Robotman est toujours là, incrédule. Son ami Josh est mort et le Chef, contre toute attente, marche. Le vieil homme, lui, ne s’en étonne pas et explique que ça fait un moment qu’il n’avait plus besoin de cette chaise. Robotman est sous le coup et, comme par automatisme, suit son leader dans un labo ou le Chef, peu préoccupé par le sort de Josh, présente alors à l’autre héros sa plus grande réussite: une piscine qu’il nomme le Think Tank. Cette eau est en fait remplie de nano-machines capables de tout créer ou tout détruire. C’est, je crois, l’une des premières références aux nano-machines/nannites dans les comics alors qu’elles sont par la suite devenues beaucoup plus répandues. Avec ça, le Chef a pour ainsi dire un pouvoir total sur la réalité telle que nous la connaissons. D’ailleurs il s’en sert… pour se fabriquer une barre de chocolat. Mais, si ces machines peuvent vraiment tout faire, Robotman théorise qu’ils pourraient s’en servir pour ramener à la vie son ami décédé. Le Chef lui dit que oui mais poursuit en expliquant que ce ne serait pas une bonne idée. C’est en effet bien lui qui a tué Josh, comme le lecteur commençait à s’en douter fortement tandis que Robotman, lui, était incapable d’arriver à cette conclusion. Le Chef explique alors que Josh était sur le point de découvrir ce qu’il tramait..
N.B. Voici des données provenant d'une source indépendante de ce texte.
#[cfg(not(target_arch = "wasm32"))]
fn main() {
    env_logger::init();
    log::info!("Particle Field (native) starting...");
    log::info!("Native mode runs the field headless - run with `trunk serve` for the web version");

    run_headless();
}

#[cfg(target_arch = "wasm32")]
fn main() {
    // WASM entry point is wasm_main, this is just to satisfy the compiler
}

/// Ten simulated seconds with scripted pointer, click and resize events
#[cfg(not(target_arch = "wasm32"))]
fn run_headless() {
    use particle_field::renderer::FrameStats;
    use particle_field::sim::{ManualClock, QueuedScheduler};
    use particle_field::{FieldConfig, Simulator};

    const FRAME_MS: f64 = 1000.0 / 60.0;

    let clock = ManualClock::new(0.0);
    let host = QueuedScheduler::new();
    let mut sim = Simulator::new(
        FieldConfig::default(),
        1280.0,
        720.0,
        12345,
        clock.clone(),
        host.clone(),
    );
    sim.start();

    let mut stats = FrameStats::default();
    for frame in 0..600u32 {
        clock.advance(FRAME_MS);
        match frame {
            60 => sim.on_pointer_move(640.0, 360.0),
            120 => sim.on_click(640.0, 360.0),
            240 => sim.on_pointer_leave(),
            300 => sim.on_resize(1920.0, 1080.0),
            _ => {}
        }
        if host.fire().is_some() {
            sim.on_frame(&mut stats);
        }
    }

    println!(
        "Rendered {} frames: {} circles, {} links, {} particles alive ({} frame requests cancelled)",
        stats.clears,
        stats.circles,
        stats.lines,
        sim.field().len(),
        host.cancelled()
    );
}
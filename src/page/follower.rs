//! Cursor follower dot
//!
//! Follows the mouse, grows over clickable elements, shrinks while a button
//! is held and hides when the pointer leaves the window.

/// Elements that put the follower in its hover style
pub const CLICKABLE_SELECTOR: &str = "a, button, .column-card, .project-card, .view-btn, .submit-btn, .contact-btn, .theme-toggle, .back-to-top";

#[derive(Debug, Clone, Copy, Default, PartialEq, Eq)]
pub struct Follower {
    visible: bool,
    hover: bool,
    pressed: bool,
}

impl Follower {
    pub fn on_move(&mut self, over_clickable: bool) {
        self.visible = true;
        self.hover = over_clickable;
    }

    pub fn on_press(&mut self) {
        self.pressed = true;
    }

    pub fn on_release(&mut self) {
        self.pressed = false;
    }

    pub fn on_leave(&mut self) {
        self.visible = false;
    }

    /// Re-entering shows the dot only when the entry point is strictly inside
    /// the viewport; edge events report 0 or the full extent
    pub fn on_enter(&mut self, x: f64, y: f64, viewport_width: f64, viewport_height: f64) {
        if x > 0.0 && x < viewport_width && y > 0.0 && y < viewport_height {
            self.visible = true;
        }
    }

    /// CSS class toggles, applied in this order
    pub fn classes(&self) -> [(&'static str, bool); 3] {
        [
            ("visible", self.visible),
            ("hover", self.hover),
            ("click", self.pressed),
        ]
    }
}
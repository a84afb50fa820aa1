//! Scroll-driven effects

/// Scroll handlers run at most once per this many ms (~60fps)
pub const SCROLL_THROTTLE_MS: f64 = 16.0;
/// Back-to-top button appears past this scroll offset (px)
pub const BACK_TO_TOP_OFFSET: f64 = 300.0;
/// Elements reveal once their top is this far above the viewport bottom (px)
pub const REVEAL_MARGIN: f64 = 150.0;
/// Nav bar gets the heavier shadow past this scroll offset (px)
pub const NAV_SHADOW_OFFSET: f64 = 100.0;

pub const NAV_SHADOW_RAISED: &str = "0 2px 20px rgba(0, 0, 0, 0.15)";
pub const NAV_SHADOW_RESTING: &str = "0 2px 10px rgba(0, 0, 0, 0.1)";

/// Leading-edge throttle: the first call passes, later calls are dropped
/// until `limit_ms` has elapsed since the last call that passed
#[derive(Debug, Clone, Copy)]
pub struct Throttle {
    limit_ms: f64,
    last_ms: Option<f64>,
}

impl Throttle {
    pub fn new(limit_ms: f64) -> Self {
        Self {
            limit_ms,
            last_ms: None,
        }
    }

    pub fn ready(&mut self, now_ms: f64) -> bool {
        match self.last_ms {
            Some(last) if now_ms - last < self.limit_ms => false,
            _ => {
                self.last_ms = Some(now_ms);
                true
            }
        }
    }
}

pub fn back_to_top_visible(scroll_y: f64) -> bool {
    scroll_y > BACK_TO_TOP_OFFSET
}

/// Reading progress in percent; 0 when the page does not scroll
pub fn progress_percent(scroll_y: f64, scroll_height: f64, client_height: f64) -> f64 {
    let scrollable = scroll_height - client_height;
    if scrollable <= 0.0 {
        return 0.0;
    }
    (scroll_y / scrollable * 100.0).clamp(0.0, 100.0)
}

/// Whether an element whose top is at `element_top` (viewport-relative) should reveal
pub fn should_reveal(element_top: f64, viewport_height: f64) -> bool {
    element_top < viewport_height - REVEAL_MARGIN
}

pub fn nav_shadow(scroll_y: f64) -> &'static str {
    if scroll_y > NAV_SHADOW_OFFSET {
        NAV_SHADOW_RAISED
    } else {
        NAV_SHADOW_RESTING
    }
}
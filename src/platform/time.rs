//! Wall clock on the web

use crate::sim::Clock;

/// `Date.now()` in milliseconds
#[derive(Debug, Clone, Copy, Default)]
pub struct DateClock;

impl Clock for DateClock {
    fn now_ms(&self) -> f64 {
        js_sys::Date::now()
    }
}
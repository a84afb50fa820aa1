//! Time source for burst lifetimes

use std::cell::Cell;
use std::rc::Rc;

/// Monotonic-enough millisecond clock
pub trait Clock {
    fn now_ms(&self) -> f64;
}

/// Host-driven clock; clones share the same time
#[derive(Debug, Clone, Default)]
pub struct ManualClock {
    now: Rc<Cell<f64>>,
}

impl ManualClock {
    pub fn new(start_ms: f64) -> Self {
        Self {
            now: Rc::new(Cell::new(start_ms)),
        }
    }

    pub fn advance(&self, ms: f64) {
        self.now.set(self.now.get() + ms);
    }

    pub fn set(&self, ms: f64) {
        self.now.set(ms);
    }
}

impl Clock for ManualClock {
    fn now_ms(&self) -> f64 {
        self.now.get()
    }
}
Mais non, Josh était venu simplement demander de l’aide au sujet d’une co-équipière, Dorothy, victime d’une sorte de possession démoniaque. Personne ne soupçonnait que le Chef avait un plan caché. L’assassin a alors comme un haussement d’épaule « Oh, et bien j’ai fait une erreur. Ce n’est pas grâve, ces choses arrivent… ». Cette fois s’en est trop pour Robotman qui saute sur son ex-mentor… mais reste figé en l’air. Le Chef avait tout prévu, il a une télécommande qui lui permet de « bloquer » le héros. Et maintenant c’est l’heure des explications…
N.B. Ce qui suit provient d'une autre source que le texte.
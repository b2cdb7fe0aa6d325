//! Liquidation coordinator.
//!
//! Handles third-party liquidation of unsafe positions:
//! - Detection and prioritization of liquidatable accounts
//! - Seizure of collateral plus the liquidator bonus
//! - Debt reduction and health post-conditions
//!
//! The coordinator only touches the ledgers. Pulling and burning the
//! liquidator's DSC and releasing the seized collateral are settled by the
//! engine after `liquidate` returns.

use serde::{Deserialize, Serialize};
use std::collections::BTreeMap;

use crate::core::asset::AssetRegistry;
use crate::core::collateral::{CollateralLedger, CollateralRedeemed};
use crate::core::config::EngineConfig;
use crate::core::debt::DebtLedger;
use crate::core::risk::{HealthFactor, RiskEngine};
use crate::error::{Error, Result};
use crate::oracle::PriceOracle;
use crate::utils::address::{Address, AssetId};
use crate::utils::constants::DEFAULT_MAX_EVENTS;
use crate::utils::math::{portion, Wad};
use crate::utils::validation::validate_non_zero;

// ═══════════════════════════════════════════════════════════════════════════════
// REQUEST / OUTCOME
// ═══════════════════════════════════════════════════════════════════════════════

/// Parameters of a single liquidation
#[derive(Debug, Clone, Copy, PartialEq, Eq, Serialize, Deserialize)]
pub struct LiquidationRequest {
    /// Collateral asset to seize
    pub asset: AssetId,
    /// Unsafe position
    pub target: Address,
    /// DSC the liquidator repays on the target's behalf
    pub debt_to_cover: Wad,
    /// Account repaying the debt and receiving the collateral
    pub liquidator: Address,
}

/// Record of a completed liquidation
#[derive(Debug, Clone, Copy, PartialEq, Eq, Serialize, Deserialize)]
pub struct LiquidationOutcome {
    /// Liquidated position
    pub target: Address,
    /// Liquidator
    pub liquidator: Address,
    /// Seized collateral asset
    pub asset: AssetId,
    /// Debt repaid
    pub debt_covered: Wad,
    /// Collateral equal in value to the repaid debt
    pub seized_base: Wad,
    /// Liquidator reward on top of `seized_base`
    pub bonus: Wad,
    /// `seized_base + bonus`
    pub total_seized: Wad,
    /// Target health before liquidation
    pub starting_health: HealthFactor,
    /// Target health after liquidation
    pub ending_health: HealthFactor,
}

impl LiquidationOutcome {
    /// Collateral movement recorded by the ledger
    pub fn redemption(&self) -> CollateralRedeemed {
        CollateralRedeemed {
            from: self.target,
            to: self.liquidator,
            asset: self.asset,
            amount: self.total_seized,
        }
    }
}

/// Liquidation statistics
#[derive(Debug, Clone, PartialEq, Eq, Serialize, Deserialize)]
pub struct LiquidationStats {
    /// Liquidations performed
    pub total_liquidations: u64,
    /// Debt repaid by liquidators
    pub total_debt_covered: Wad,
    /// Collateral seized, per asset
    pub collateral_seized: BTreeMap<AssetId, Wad>,
}

// ═══════════════════════════════════════════════════════════════════════════════
// LIQUIDATION COORDINATOR
// ═══════════════════════════════════════════════════════════════════════════════

/// Applies liquidations to the ledgers and keeps their history
#[derive(Debug, Clone, PartialEq, Eq, Serialize, Deserialize)]
pub struct LiquidationCoordinator {
    /// Recent outcomes
    records: Vec<LiquidationOutcome>,
    /// Maximum outcomes to keep
    max_records: usize,
    /// Liquidations performed
    total_liquidations: u64,
    /// Debt repaid by liquidators
    total_debt_covered: Wad,
    /// Collateral seized, per asset
    collateral_seized: BTreeMap<AssetId, Wad>,
}

impl Default for LiquidationCoordinator {
    fn default() -> Self {
        Self::new()
    }
}

impl LiquidationCoordinator {
    /// Create a coordinator with no history
    pub fn new() -> Self {
        Self::with_max_records(DEFAULT_MAX_EVENTS)
    }

    /// Create a coordinator keeping at most `max_records` outcomes
    pub fn with_max_records(max_records: usize) -> Self {
        Self {
            records: Vec::new(),
            max_records,
            total_liquidations: 0,
            total_debt_covered: Wad::ZERO,
            collateral_seized: BTreeMap::new(),
        }
    }

    // ═══════════════════════════════════════════════════════════════════════════
    // LIQUIDATION DETECTION
    // ═══════════════════════════════════════════════════════════════════════════

    /// Indebted accounts below the minimum health factor, least healthy first.
    ///
    /// Accounts whose collateral cannot be priced are skipped.
    pub fn find_liquidatable<O: PriceOracle + ?Sized>(
        &self,
        risk: &RiskEngine<'_, O>,
        debt: &DebtLedger,
        config: &EngineConfig,
    ) -> Vec<(Address, HealthFactor)> {
        let mut unsafe_accounts: Vec<_> = debt
            .debtors()
            .filter_map(|(user, _)| match risk.health_factor(user) {
                Ok(health) => Some((*user, health)),
                Err(e) => {
                    tracing::warn!("Cannot price account {}: {}", user.short(), e);
                    None
                }
            })
            .filter(|(_, health)| !health.is_safe(config.min_health_factor))
            .collect();

        unsafe_accounts.sort_by_key(|(user, health)| (*health, *user));
        unsafe_accounts
    }

    // ═══════════════════════════════════════════════════════════════════════════
    // LIQUIDATION EXECUTION
    // ═══════════════════════════════════════════════════════════════════════════

    /// Apply a liquidation to the ledgers.
    ///
    /// On `Err` the ledgers may be partially updated; the caller restores its
    /// snapshot.
    pub fn liquidate<O: PriceOracle + ?Sized>(
        &mut self,
        registry: &AssetRegistry,
        collateral: &mut CollateralLedger,
        debt: &mut DebtLedger,
        oracle: &O,
        config: &EngineConfig,
        request: LiquidationRequest,
    ) -> Result<LiquidationOutcome> {
        let LiquidationRequest {
            asset,
            target,
            debt_to_cover,
            liquidator,
        } = request;

        validate_non_zero(debt_to_cover)?;
        registry.get(&asset)?;

        let (starting_health, seized_base) = {
            let risk = RiskEngine::new(registry, collateral, debt, oracle, config);
            let starting_health = risk.health_factor(&target)?;
            if starting_health.is_safe(config.min_health_factor) {
                return Err(Error::HealthFactorOk);
            }
            (starting_health, risk.usd_to_asset_amount(&asset, debt_to_cover)?)
        };

        let bonus = portion(seized_base, config.liquidation_bonus, config.liquidation_precision)?;
        let total_seized = seized_base.try_add(bonus, "seized collateral")?;

        // Fails with InsufficientBalance when the target lacks base + bonus
        collateral.withdraw(target, asset, total_seized, liquidator)?;
        debt.decrease(target, debt_to_cover)?;

        let risk = RiskEngine::new(registry, collateral, debt, oracle, config);
        let ending_health = risk.health_factor(&target)?;
        if ending_health <= starting_health {
            return Err(Error::HealthFactorNotImproved {
                before: starting_health.raw(),
                after: ending_health.raw(),
            });
        }
        risk.assert_safe(&liquidator)?;

        let outcome = LiquidationOutcome {
            target,
            liquidator,
            asset,
            debt_covered: debt_to_cover,
            seized_base,
            bonus,
            total_seized,
            starting_health,
            ending_health,
        };
        self.record(outcome);

        Ok(outcome)
    }

    // ═══════════════════════════════════════════════════════════════════════════
    // QUERIES
    // ═══════════════════════════════════════════════════════════════════════════

    /// Liquidations performed
    pub fn total_liquidations(&self) -> u64 {
        self.total_liquidations
    }

    /// Debt repaid by liquidators
    pub fn total_debt_covered(&self) -> Wad {
        self.total_debt_covered
    }

    /// Recent outcomes, oldest first
    pub fn recent_outcomes(&self) -> &[LiquidationOutcome] {
        &self.records
    }

    /// Recent outcomes for one liquidated account
    pub fn outcomes_for(&self, target: &Address) -> Vec<&LiquidationOutcome> {
        self.records.iter().filter(|o| o.target == *target).collect()
    }

    /// Aggregate statistics
    pub fn statistics(&self) -> LiquidationStats {
        LiquidationStats {
            total_liquidations: self.total_liquidations,
            total_debt_covered: self.total_debt_covered,
            collateral_seized: self.collateral_seized.clone(),
        }
    }

    // ═══════════════════════════════════════════════════════════════════════════
    // INTERNAL
    // ═══════════════════════════════════════════════════════════════════════════

    fn record(&mut self, outcome: LiquidationOutcome) {
        self.total_liquidations += 1;
        self.total_debt_covered = Wad::from_raw(
            self.total_debt_covered
                .raw()
                .saturating_add(outcome.debt_covered.raw()),
        );
        let seized = self.collateral_seized.entry(outcome.asset).or_insert(Wad::ZERO);
        *seized = Wad::from_raw(seized.raw().saturating_add(outcome.total_seized.raw()));

        self.records.push(outcome);
        if self.records.len() > self.max_records {
            self.records.drain(0..self.records.len() - self.max_records);
        }
    }
}

#[cfg(test)]
mod tests {
    use super::*;
    use crate::core::asset::Asset;
    use crate::oracle::{Clock, ManualPriceFeed};
    use crate::utils::address::FeedId;
    use crate::utils::constants::PRECISION;

    struct Fixture {
        registry: AssetRegistry,
        collateral: CollateralLedger,
        debt: DebtLedger,
        oracle: ManualPriceFeed,
        config: EngineConfig,
        coordinator: LiquidationCoordinator,
    }

    impl Fixture {
        /// Alice: 10 WETH against 5000 DSC at $2000
        fn new() -> Self {
            let registry = AssetRegistry::from_assets(vec![Asset {
                id: weth(),
                feed: eth_usd(),
            }])
            .unwrap();
            let mut oracle = ManualPriceFeed::new().with_clock(Clock::Fixed(1_000));
            oracle.set_usd_price(eth_usd(), 2_000).unwrap();

            let mut collateral = CollateralLedger::new(registry.ids());
            collateral.deposit(alice(), weth(), Wad::from_units(10)).unwrap();
            let mut debt = DebtLedger::new();
            debt.increase(alice(), Wad::from_units(5_000)).unwrap();

            Self {
                registry,
                collateral,
                debt,
                oracle,
                config: EngineConfig::default(),
                coordinator: LiquidationCoordinator::new(),
            }
        }

        fn liquidate(&mut self, debt_to_cover: Wad) -> Result<LiquidationOutcome> {
            self.coordinator.liquidate(
                &self.registry,
                &mut self.collateral,
                &mut self.debt,
                &self.oracle,
                &self.config,
                LiquidationRequest {
                    asset: weth(),
                    target: alice(),
                    debt_to_cover,
                    liquidator: bob(),
                },
            )
        }
    }

    fn weth() -> AssetId {
        AssetId::from_label("weth")
    }

    fn eth_usd() -> FeedId {
        FeedId::from_label("eth-usd")
    }

    fn alice() -> Address {
        Address::from_label("alice")
    }

    fn bob() -> Address {
        Address::from_label("bob")
    }

    #[test]
    fn test_cannot_liquidate_healthy_position() {
        let mut fx = Fixture::new();
        assert_eq!(fx.liquidate(Wad::from_units(100)), Err(Error::HealthFactorOk));
        assert_eq!(fx.coordinator.total_liquidations(), 0);
    }

    #[test]
    fn test_zero_debt_to_cover_rejected() {
        let mut fx = Fixture::new();
        fx.oracle.set_usd_price(eth_usd(), 900).unwrap();
        assert_eq!(fx.liquidate(Wad::ZERO), Err(Error::InvalidAmount));
    }

    #[test]
    fn test_full_liquidation() {
        let mut fx = Fixture::new();
        fx.oracle.set_usd_price(eth_usd(), 900).unwrap();

        let outcome = fx.liquidate(Wad::from_units(5_000)).unwrap();

        // 5000 / 900 = 5.5555...; bonus 10% of that
        assert_eq!(outcome.seized_base.raw(), 5_555_555_555_555_555_555);
        assert_eq!(outcome.bonus.raw(), 555_555_555_555_555_555);
        assert_eq!(outcome.total_seized.raw(), 6_111_111_111_111_111_110);
        assert_eq!(outcome.starting_health.raw(), 900_000_000_000_000_000);
        assert!(outcome.ending_health.is_unbounded());

        assert_eq!(fx.debt.debt_of(&alice()), Wad::ZERO);
        assert_eq!(
            fx.collateral.balance_of(&alice(), &weth()).unwrap().raw(),
            10 * PRECISION - 6_111_111_111_111_111_110
        );
        assert_eq!(fx.coordinator.statistics().collateral_seized[&weth()], outcome.total_seized);
    }

    #[test]
    fn test_partial_liquidation_improves_health() {
        let mut fx = Fixture::new();
        fx.oracle.set_usd_price(eth_usd(), 900).unwrap();

        let outcome = fx.liquidate(Wad::from_units(1_000)).unwrap();

        assert!(outcome.ending_health > outcome.starting_health);
        assert_eq!(fx.debt.debt_of(&alice()), Wad::from_units(4_000));
        assert_eq!(fx.coordinator.outcomes_for(&alice()).len(), 1);
        assert_eq!(outcome.redemption().to, bob());
    }

    #[test]
    fn test_insufficient_collateral_for_bonus() {
        let mut fx = Fixture::new();
        // 10 WETH at $500 = $5000 < debt + bonus
        fx.oracle.set_usd_price(eth_usd(), 500).unwrap();

        let result = fx.liquidate(Wad::from_units(5_000));
        assert!(matches!(result, Err(Error::InsufficientBalance { .. })));
    }

    #[test]
    fn test_find_liquidatable() {
        let mut fx = Fixture::new();
        let carol = Address::from_label("carol");
        fx.collateral.deposit(carol, weth(), Wad::from_units(10)).unwrap();
        fx.debt.increase(carol, Wad::from_units(4_000)).unwrap();

        let risk = RiskEngine::new(&fx.registry, &fx.collateral, &fx.debt, &fx.oracle, &fx.config);
        assert!(fx.coordinator.find_liquidatable(&risk, &fx.debt, &fx.config).is_empty());

        fx.oracle.set_usd_price(eth_usd(), 700).unwrap();
        let risk = RiskEngine::new(&fx.registry, &fx.collateral, &fx.debt, &fx.oracle, &fx.config);
        let found = fx.coordinator.find_liquidatable(&risk, &fx.debt, &fx.config);

        // alice 0.7, carol 0.875
        assert_eq!(found.iter().map(|(user, _)| *user).collect::<Vec<_>>(), vec![alice(), carol]);
    }

    #[test]
    fn test_record_pruning() {
        let mut fx = Fixture::new();
        fx.coordinator = LiquidationCoordinator::with_max_records(1);
        fx.oracle.set_usd_price(eth_usd(), 900).unwrap();

        fx.liquidate(Wad::from_units(100)).unwrap();
        fx.liquidate(Wad::from_units(100)).unwrap();

        assert_eq!(fx.coordinator.recent_outcomes().len(), 1);
        assert_eq!(fx.coordinator.total_liquidations(), 2);
        assert_eq!(fx.coordinator.total_debt_covered(), Wad::from_units(200));
    }
}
En fait le Chef n’a jamais été le héros qu’il prétendait. Pire, même, depuis le début il était intéressé par la possibilité de créer des accidentés de la nature. C’est lui même qui a provoqué en toute connaissance de cause les accidents qui ont fait de Robotman, Negative Man et Elasti-Girl des monstres. Il avoue qu’il a simplement lu des interviews d’eux dans la presse et les a détesté pour leur réussite et leur côté arrogant. Il a fait exprès de les casser et détaille même avec une pointe de sadisme comment il a pris plaisir à humilier Elasti-Girl parce qu’il voulait simplement avoir la sensation d’avoir une belle femme à ses pieds. En quelques pages, ce sont des années d’histoire de l’équipe qui s’écroule. Leur modèle était en fait leur pire ennemi, leur tourmenteur. C’est un peu comme si le Prof X avouait qu’il a toujours été pire que Magneto… Et si le Chef explique tout ceci à un Robotman paralysé, c’est que tout ça n’a plus d’importance. Pendant sa démonstration il a commençé à démonter le couvercle du corps robotique.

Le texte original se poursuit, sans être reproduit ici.